Savasana (pronounced sha-va-sa-na) is the most important of the yoga postures. It is really why you do all the other poses: to prepare your mind and body for deep meditation.
It is common as a yoga teacher to see class participants either leave when the instructor readies the class for savasana, or see them not fully embracing it; leaving eyes open, emitting anxious vibrations, waiting for it all to be over.
I too was once someone who agonized at having to lay still and wait the five or ten minutes until we could get up, bow to the light of the teacher, and leave. I was wholly incapable of achieving even a modicum of quiet in my mind, and frankly, I saw no real point.
But as I developed my practice, I surrendered to savasana. I allowed myself to focus on what the teacher was telling me as he or she led me into a more meditative state. I soon found that my favorite part of the practice.

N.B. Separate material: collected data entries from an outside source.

use byteorder::{LittleEndian, ReadBytesExt};
use std::io::Cursor;

use anyhow::{Result, bail};

/// ZIP compression methods
#[derive(Debug, Clone, Copy, PartialEq, Eq)]
pub enum CompressionMethod {
    Stored,
    Shrunk,
    Reduced(u8),
    Imploded,
    Deflate,
    Deflate64,
    Bzip2,
    Lzma,
    Zstd,
    Xz,
    Ppmd,
    Aes,
    Unknown(u16),
}

impl CompressionMethod {
    pub fn from_u16(value: u16) -> Self {
        match value {
            0 => CompressionMethod::Stored,
            1 => CompressionMethod::Shrunk,
            2..=5 => CompressionMethod::Reduced(value as u8 - 1),
            6 => CompressionMethod::Imploded,
            8 => CompressionMethod::Deflate,
            9 => CompressionMethod::Deflate64,
            12 => CompressionMethod::Bzip2,
            14 => CompressionMethod::Lzma,
            93 => CompressionMethod::Zstd,
            95 => CompressionMethod::Xz,
            98 => CompressionMethod::Ppmd,
            99 => CompressionMethod::Aes,
            _ => CompressionMethod::Unknown(value),
        }
    }

    /// Display name used in metadata output.
    pub fn name(&self) -> String {
        match self {
            CompressionMethod::Stored => "Stored".to_string(),
            CompressionMethod::Shrunk => "Shrunk".to_string(),
            CompressionMethod::Reduced(factor) => format!("Reduced{}", factor),
            CompressionMethod::Imploded => "Imploded".to_string(),
            CompressionMethod::Deflate => "Deflated".to_string(),
            CompressionMethod::Deflate64 => "Deflate64".to_string(),
            CompressionMethod::Bzip2 => "BZIP2".to_string(),
            CompressionMethod::Lzma => "LZMA".to_string(),
            CompressionMethod::Zstd => "Zstandard".to_string(),
            CompressionMethod::Xz => "XZ".to_string(),
            CompressionMethod::Ppmd => "PPMd".to_string(),
            CompressionMethod::Aes => "AES".to_string(),
            CompressionMethod::Unknown(v) => format!("Unknown({})", v),
        }
    }
}

/// Host system encoded in the upper byte of "version made by".
pub fn host_system_name(host: u8) -> &'static str {
    match host {
        0 => "MS-DOS",
        1 => "Amiga",
        2 => "OpenVMS",
        3 => "UNIX",
        4 => "VM/CMS",
        5 => "Atari ST",
        6 => "OS/2 HPFS",
        7 => "Macintosh",
        8 => "Z-System",
        9 => "CP/M",
        10 => "Windows NTFS",
        11 => "MVS",
        12 => "VSE",
        13 => "Acorn Risc",
        14 => "VFAT",
        15 => "Alternate MVS",
        16 => "BeOS",
        17 => "Tandem",
        18 => "OS/400",
        19 => "OS X",
        _ => "Unknown",
    }
}

/// Names of the general purpose bit flags that are set.
pub fn general_purpose_flag_names(flags: u16) -> Vec<String> {
    const NAMES: [(u16, &str); 9] = [
        (0x0001, "Encrypted"),
        (0x0002, "CompressionOption1"),
        (0x0004, "CompressionOption2"),
        (0x0008, "DataDescriptor"),
        (0x0010, "EnhancedDeflation"),
        (0x0020, "CompressedPatchedData"),
        (0x0040, "StrongEncryption"),
        (0x0800, "LanguageEncoding"),
        (0x2000, "MaskHeaderValues"),
    ];
    NAMES
        .iter()
        .filter(|(bit, _)| flags & bit != 0)
        .map(|(_, name)| name.to_string())
        .collect()
}

/// End of Central Directory (EOCD) - 22 bytes minimum
pub struct EndOfCentralDirectory {
    pub disk_number: u16,
    pub disk_with_cd: u16,
    pub disk_entries: u16,
    pub total_entries: u16,
    pub cd_size: u32,
    pub cd_offset: u32,
    pub comment_len: u16,
}

impl EndOfCentralDirectory {
    pub const SIGNATURE: &'static [u8] = b"PK\x05\x06";
    pub const SIZE: usize = 22;

    pub fn from_bytes(data: &[u8]) -> Result<Self> {
        if data.len() < Self::SIZE || &data[0..4] != Self::SIGNATURE {
            bail!("Invalid End of Central Directory");
        }

        let mut cursor = Cursor::new(&data[4..]);

        Ok(Self {
            disk_number: cursor.read_u16::<LittleEndian>()?,
            disk_with_cd: cursor.read_u16::<LittleEndian>()?,
            disk_entries: cursor.read_u16::<LittleEndian>()?,
            total_entries: cursor.read_u16::<LittleEndian>()?,
            cd_size: cursor.read_u32::<LittleEndian>()?,
            cd_offset: cursor.read_u32::<LittleEndian>()?,
            comment_len: cursor.read_u16::<LittleEndian>()?,
        })
    }

    pub fn is_zip64(&self) -> bool {
        self.disk_entries == 0xFFFF
            || self.total_entries == 0xFFFF
            || self.cd_size == 0xFFFFFFFF
            || self.cd_offset == 0xFFFFFFFF
    }
}

/// ZIP64 End of Central Directory Locator - 20 bytes
pub struct Zip64EOCDLocator {
    pub disk_with_eocd64: u32,
    pub eocd64_offset: u64,
    pub total_disks: u32,
}

impl Zip64EOCDLocator {
    pub const SIGNATURE: &'static [u8] = b"PK\x06\x07";
    pub const SIZE: usize = 20;

    pub fn from_bytes(data: &[u8]) -> Result<Self> {
        if data.len() < Self::SIZE || &data[0..4] != Self::SIGNATURE {
            bail!("Invalid ZIP64 locator");
        }

        let mut cursor = Cursor::new(&data[4..]);

        Ok(Self {
            disk_with_eocd64: cursor.read_u32::<LittleEndian>()?,
            eocd64_offset: cursor.read_u64::<LittleEndian>()?,
            total_disks: cursor.read_u32::<LittleEndian>()?,
        })
    }
}

/// ZIP64 End of Central Directory - 56 bytes minimum
pub struct Zip64EOCD {
    pub eocd64_size: u64,
    pub version_made_by: u16,
    pub version_needed: u16,
    pub disk_number: u32,
    pub disk_with_cd: u32,
    pub disk_entries: u64,
    pub total_entries: u64,
    pub cd_size: u64,
    pub cd_offset: u64,
}

impl Zip64EOCD {
    pub const SIGNATURE: &'static [u8] = b"PK\x06\x06";
    pub const MIN_SIZE: usize = 56;

    pub fn from_bytes(data: &[u8]) -> Result<Self> {
        if data.len() < Self::MIN_SIZE || &data[0..4] != Self::SIGNATURE {
            bail!("Invalid ZIP64 End of Central Directory");
        }

        let mut cursor = Cursor::new(&data[4..]);

        Ok(Self {
            eocd64_size: cursor.read_u64::<LittleEndian>()?,
            version_made_by: cursor.read_u16::<LittleEndian>()?,
            version_needed: cursor.read_u16::<LittleEndian>()?,
            disk_number: cursor.read_u32::<LittleEndian>()?,
            disk_with_cd: cursor.read_u32::<LittleEndian>()?,
            disk_entries: cursor.read_u64::<LittleEndian>()?,
            total_entries: cursor.read_u64::<LittleEndian>()?,
            cd_size: cursor.read_u64::<LittleEndian>()?,
            cd_offset: cursor.read_u64::<LittleEndian>()?,
        })
    }
}

/// Central Directory File Header (CDFH) - 46 bytes minimum
pub const CDFH_SIGNATURE: &[u8] = b"PK\x01\x02";
pub const CDFH_MIN_SIZE: usize = 46;

/// Local File Header (LFH) signature
pub const LFH_SIGNATURE: &[u8] = b"PK\x03\x04";

/// Fixed part of a central directory file header.
#[derive(Debug, Clone)]
pub struct CentralDirectoryHeader {
    pub version_made_by: u16,
    pub version_needed: u16,
    pub flags: u16,
    pub compression_method: CompressionMethod,
    pub last_mod_time: u16,
    pub last_mod_date: u16,
    pub crc32: u32,
    pub compressed_size: u32,
    pub uncompressed_size: u32,
    pub file_name_length: u16,
    pub extra_field_length: u16,
    pub file_comment_length: u16,
    pub disk_number_start: u16,
    pub internal_attrs: u16,
    pub external_attrs: u32,
    pub lfh_offset: u32,
}

impl CentralDirectoryHeader {
    pub fn from_bytes(data: &[u8]) -> Result<Self> {
        if data.len() < CDFH_MIN_SIZE || &data[0..4] != CDFH_SIGNATURE {
            bail!("Invalid Central Directory File Header");
        }

        let mut cursor = Cursor::new(&data[4..]);

        Ok(Self {
            version_made_by: cursor.read_u16::<LittleEndian>()?,
            version_needed: cursor.read_u16::<LittleEndian>()?,
            flags: cursor.read_u16::<LittleEndian>()?,
            compression_method: CompressionMethod::from_u16(cursor.read_u16::<LittleEndian>()?),
            last_mod_time: cursor.read_u16::<LittleEndian>()?,
            last_mod_date: cursor.read_u16::<LittleEndian>()?,
            crc32: cursor.read_u32::<LittleEndian>()?,
            compressed_size: cursor.read_u32::<LittleEndian>()?,
            uncompressed_size: cursor.read_u32::<LittleEndian>()?,
            file_name_length: cursor.read_u16::<LittleEndian>()?,
            extra_field_length: cursor.read_u16::<LittleEndian>()?,
            file_comment_length: cursor.read_u16::<LittleEndian>()?,
            disk_number_start: cursor.read_u16::<LittleEndian>()?,
            internal_attrs: cursor.read_u16::<LittleEndian>()?,
            external_attrs: cursor.read_u32::<LittleEndian>()?,
            lfh_offset: cursor.read_u32::<LittleEndian>()?,
        })
    }

    /// Length of the variable part following the fixed header.
    pub fn variable_length(&self) -> u64 {
        self.file_name_length as u64 + self.extra_field_length as u64 + self.file_comment_length as u64
    }

    /// Parse modification date to (year, month, day)
    pub fn mod_date(&self) -> (u16, u8, u8) {
        let day = (self.last_mod_date & 0x1F) as u8;
        let month = ((self.last_mod_date >> 5) & 0x0F) as u8;
        let year = ((self.last_mod_date >> 9) & 0x7F) + 1980;
        (year, month, day)
    }

    /// Parse modification time to (hour, minute, second)
    pub fn mod_time(&self) -> (u8, u8, u8) {
        let second = ((self.last_mod_time & 0x1F) * 2) as u8;
        let minute = ((self.last_mod_time >> 5) & 0x3F) as u8;
        let hour = ((self.last_mod_time >> 11) & 0x1F) as u8;
        (hour, minute, second)
    }

    /// DOS timestamp rendered as `YYYY-MM-DD HH:MM:SS`, without validation.
    pub fn last_modified(&self) -> String {
        let (year, month, day) = self.mod_date();
        let (hour, minute, second) = self.mod_time();
        format!(
            "{:04}-{:02}-{:02} {:02}:{:02}:{:02}",
            year, month, day, hour, minute, second
        )
    }
}

/// A metadata value: a single display string or a list expanded element-wise.
#[derive(Debug, Clone, PartialEq, Eq)]
pub enum FieldValue {
    Text(String),
    List(Vec<String>),
}

impl From<String> for FieldValue {
    fn from(value: String) -> Self {
        FieldValue::Text(value)
    }
}

impl From<&str> for FieldValue {
    fn from(value: &str) -> Self {
        FieldValue::Text(value.to_string())
    }
}

impl From<Vec<String>> for FieldValue {
    fn from(value: Vec<String>) -> Self {
        FieldValue::List(value)
    }
}

/// Key under which the extra-field sub-record name is stored.
pub const EXTRA_NAME_KEY: &str = "Name";
/// Name of sub-records whose tag is not decoded.
pub const UNKNOWN_HEADER: &str = "UnknownHeader";
/// Key holding the raw payload of an unknown sub-record.
pub const UNKNOWN_DATA_KEY: &str = "Data";

/// One decoded extra-field sub-record. The first field is always `Name`.
#[derive(Debug, Clone, PartialEq, Eq)]
pub struct ExtraField {
    pub fields: Vec<(String, FieldValue)>,
}

impl ExtraField {
    pub fn new(name: &str) -> Self {
        Self {
            fields: vec![(EXTRA_NAME_KEY.to_string(), FieldValue::from(name))],
        }
    }

    pub fn with(mut self, key: &str, value: impl Into<FieldValue>) -> Self {
        self.fields.push((key.to_string(), value.into()));
        self
    }

    pub fn name(&self) -> &str {
        self.fields
            .iter()
            .find_map(|(key, value)| match value {
                FieldValue::Text(text) if key == EXTRA_NAME_KEY => Some(text.as_str()),
                _ => None,
            })
            .unwrap_or(UNKNOWN_HEADER)
    }
}

/// Key carrying the entry name of a record.
pub const FILE_NAME_KEY: &str = "ZipFileName";
/// Key under which extra-field sub-records are reported.
pub const EXTRA_FIELD_KEY: &str = "ZipExtraField";

/// Metadata for one archive entry, as produced by a [`MetadataParser`](super::MetadataParser).
#[derive(Debug, Clone, Default, PartialEq, Eq)]
pub struct MetadataRecord {
    pub fields: Vec<(String, FieldValue)>,
    pub extra_fields: Vec<ExtraField>,
}

impl MetadataRecord {
    pub fn push(&mut self, key: &str, value: impl Into<FieldValue>) {
        self.fields.push((key.to_string(), value.into()));
    }

    pub fn get(&self, key: &str) -> Option<&FieldValue> {
        self.fields.iter().find(|(k, _)| k == key).map(|(_, v)| v)
    }

    pub fn file_name(&self) -> Option<&str> {
        match self.get(FILE_NAME_KEY)? {
            FieldValue::Text(name) => Some(name.as_str()),
            FieldValue::List(_) => None,
        }
    }
}

#[cfg(test)]
mod tests {
    use super::*;

    #[test]
    fn compression_method_decodes_known_codes() {
        assert_eq!(CompressionMethod::from_u16(8), CompressionMethod::Deflate);
        assert_eq!(CompressionMethod::from_u16(3), CompressionMethod::Reduced(2));
        assert_eq!(CompressionMethod::from_u16(3).name(), "Reduced2");
        assert_eq!(CompressionMethod::from_u16(7).name(), "Unknown(7)");
    }

    #[test]
    fn flag_names_follow_set_bits() {
        assert!(general_purpose_flag_names(0).is_empty());
        assert_eq!(
            general_purpose_flag_names(0x0809),
            ["Encrypted", "DataDescriptor", "LanguageEncoding"]
        );
    }

    #[test]
    fn dos_timestamp_is_rendered() {
        let mut raw = vec![0u8; CDFH_MIN_SIZE];
        raw[..4].copy_from_slice(CDFH_SIGNATURE);
        // 2015-06-30 12:34:56
        let date: u16 = ((2015 - 1980) << 9) | (6 << 5) | 30;
        let time: u16 = (12 << 11) | (34 << 5) | 28;
        raw[12..14].copy_from_slice(&time.to_le_bytes());
        raw[14..16].copy_from_slice(&date.to_le_bytes());

        let header = CentralDirectoryHeader::from_bytes(&raw).unwrap();
        assert_eq!(header.last_modified(), "2015-06-30 12:34:56");
    }

    #[test]
    fn truncated_header_is_rejected() {
        assert!(CentralDirectoryHeader::from_bytes(b"PK\x01\x02short").is_err());
        assert!(EndOfCentralDirectory::from_bytes(b"PK\x05\x06").is_err());
    }

    #[test]
    fn record_lookup_by_key() {
        let mut record = MetadataRecord::default();
        record.push(FILE_NAME_KEY, "a.txt");
        assert_eq!(record.file_name(), Some("a.txt"));
        assert_eq!(ExtraField::new("NTFS").name(), "NTFS");
    }
}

Meditation has so many scientifically proven benefits: reduced stress, anxiety, and depression are just a few.
A study of 3,500 adults conducted in 2014 by the National Institutes of Health concluded that meditation reduced stress, depression, and anxiety and recommended that clinicians discuss using meditation as part of an overall approach to healthy living and well being.
So if you’re the one who leaves class early or struggles to make it through savasana, take the time and keep trying. You won’t regret it.